—Non, et toi?

—Jamais ici. Veux-tu partir, nous reviendrons un jour plus calme. Il y a trop de monde aujourd’hui, on ne peut rien faire.

—Allons!

Et ils disparurent sous une portière qui conduisait au vestibule.

Dès qu’ils furent dans la rue, Servigny prononça:

—Eh bien! qu’en dis-tu?

—C’est intéressant, en effet. Mais j’aime mieux le côté femmes que le côté hommes.

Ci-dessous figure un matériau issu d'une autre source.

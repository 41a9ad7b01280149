// Bank Ledger Model - Core Library
// Clients, accounts, names and dates with construction-time validation
// and fixed-format detail lines.

pub mod error;
pub mod validation;
pub mod entities;

// Re-export commonly used types
pub use error::{BankError, Result};
pub use validation::{validate_identifier, validate_string};
pub use entities::{
    Date, Name, BankClient, BankAccount,
    AccountRegistry, SharedAccount,
};

// Balances are rust_decimal values; re-exported so callers need no extra dependency
pub use rust_decimal::Decimal;

/// Library version
pub const VERSION: &str = env!("CARGO_PKG_VERSION");
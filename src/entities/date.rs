// 📅 Date Entity - Calendar value with weekday and month names
//
// Dates are values: copied freely, never mutated after construction.
// Weekday resolution is proleptic Gregorian, backed by chrono's NaiveDate,
// so ancient and negative years resolve the same way modern ones do.

use chrono::{Datelike, NaiveDate, Weekday};
use serde::{Deserialize, Serialize};
use std::fmt;

use crate::error::{BankError, Result};

const MONTH_NAMES: [&str; 12] = [
    "January",
    "February",
    "March",
    "April",
    "May",
    "June",
    "July",
    "August",
    "September",
    "October",
    "November",
    "December",
];

// ============================================================================
// DATE ENTITY
// ============================================================================

#[derive(Debug, Clone, Copy, PartialEq, Eq, PartialOrd, Ord, Hash, Serialize, Deserialize)]
#[serde(try_from = "DateParts", into = "DateParts")]
pub struct Date {
    inner: NaiveDate,
}

/// Wire shape of a Date: `{ "year": 1977, "month": 10, "day": 31 }`
#[derive(Debug, Clone, Copy, Serialize, Deserialize)]
struct DateParts {
    year: i32,
    month: u32,
    day: u32,
}

impl Date {
    /// Build a date, rejecting unsupported years, months outside 1-12 and days the month doesn't have
    pub fn new(year: i32, month: u32, day: u32) -> Result<Self> {
        if !(1..=12).contains(&month) {
            return Err(BankError::invalid(format!(
                "Month must be between 1 and 12, got {}",
                month
            )));
        }

        if NaiveDate::from_ymd_opt(year, 1, 1).is_none() {
            return Err(BankError::invalid(format!(
                "Year {} is outside the supported range {} to {}",
                year,
                NaiveDate::MIN.year(),
                NaiveDate::MAX.year()
            )));
        }

        NaiveDate::from_ymd_opt(year, month, day)
            .map(|inner| Date { inner })
            .ok_or_else(|| {
                BankError::invalid(format!(
                    "Day {} is out of range for {} {}",
                    day,
                    MONTH_NAMES[(month - 1) as usize],
                    year
                ))
            })
    }

    pub fn year(&self) -> i32 {
        self.inner.year()
    }

    pub fn month(&self) -> u32 {
        self.inner.month()
    }

    pub fn day(&self) -> u32 {
        self.inner.day()
    }

    pub fn is_leap_year(&self) -> bool {
        self.inner.leap_year()
    }

    /// "Sunday" through "Saturday"
    pub fn day_of_the_week(&self) -> &'static str {
        match self.inner.weekday() {
            Weekday::Sun => "Sunday",
            Weekday::Mon => "Monday",
            Weekday::Tue => "Tuesday",
            Weekday::Wed => "Wednesday",
            Weekday::Thu => "Thursday",
            Weekday::Fri => "Friday",
            Weekday::Sat => "Saturday",
        }
    }

    /// "January" through "December"
    pub fn month_name(&self) -> &'static str {
        MONTH_NAMES[self.inner.month0() as usize]
    }

    /// Long form used in account details
    ///
    /// Example: 1994-05-10 → "Tuesday May 10, 1994"
    pub fn long_format(&self) -> String {
        format!(
            "{} {} {}, {}",
            self.day_of_the_week(),
            self.month_name(),
            self.day(),
            self.year()
        )
    }

    pub fn as_naive_date(&self) -> NaiveDate {
        self.inner
    }
}

impl From<NaiveDate> for Date {
    fn from(inner: NaiveDate) -> Self {
        Date { inner }
    }
}

impl From<Date> for NaiveDate {
    fn from(date: Date) -> Self {
        date.inner
    }
}

impl TryFrom<DateParts> for Date {
    type Error = BankError;

    fn try_from(parts: DateParts) -> Result<Self> {
        Date::new(parts.year, parts.month, parts.day)
    }
}

impl From<Date> for DateParts {
    fn from(date: Date) -> Self {
        DateParts {
            year: date.year(),
            month: date.month(),
            day: date.day(),
        }
    }
}

/// ISO 8601 (`1977-10-31`)
impl fmt::Display for Date {
    fn fmt(&self, f: &mut fmt::Formatter<'_>) -> fmt::Result {
        write!(f, "{}", self.inner)
    }
}

// ============================================================================
// TESTS
// ============================================================================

—Parbleu. Ces femmes-là sont ce qu’il y a de mieux pour nous dans la race. Ne trouves-tu pas qu’on sent l’amour chez elles, comme on sent les parfums chez un coiffeur. En vérité, ce sont les seules maisons où on s’amuse vraiment pour son argent. Et quelles praticiennes, mon cher! Quelles artistes! As-tu quelquefois mangé des gâteaux de boulanger? Ça a l’air bon, et ça ne vaut rien. L’homme qui les a pétris ne sait faire que du pain. Eh bien! l’amour d’une femme du monde ordinaire me rappelle toujours ces friandises de mitron, tandis que l’amour qu’on trouve chez les marquises Obardi, vois-tu, c’est du nanan. Oh! elles savent faire les gâteaux, ces pâtissières-là! On paie cinq sous chez elles ce qui coûte deux sous ailleurs, et voilà tout.

Saval demanda:

—Quel est le maître de céans en ce moment?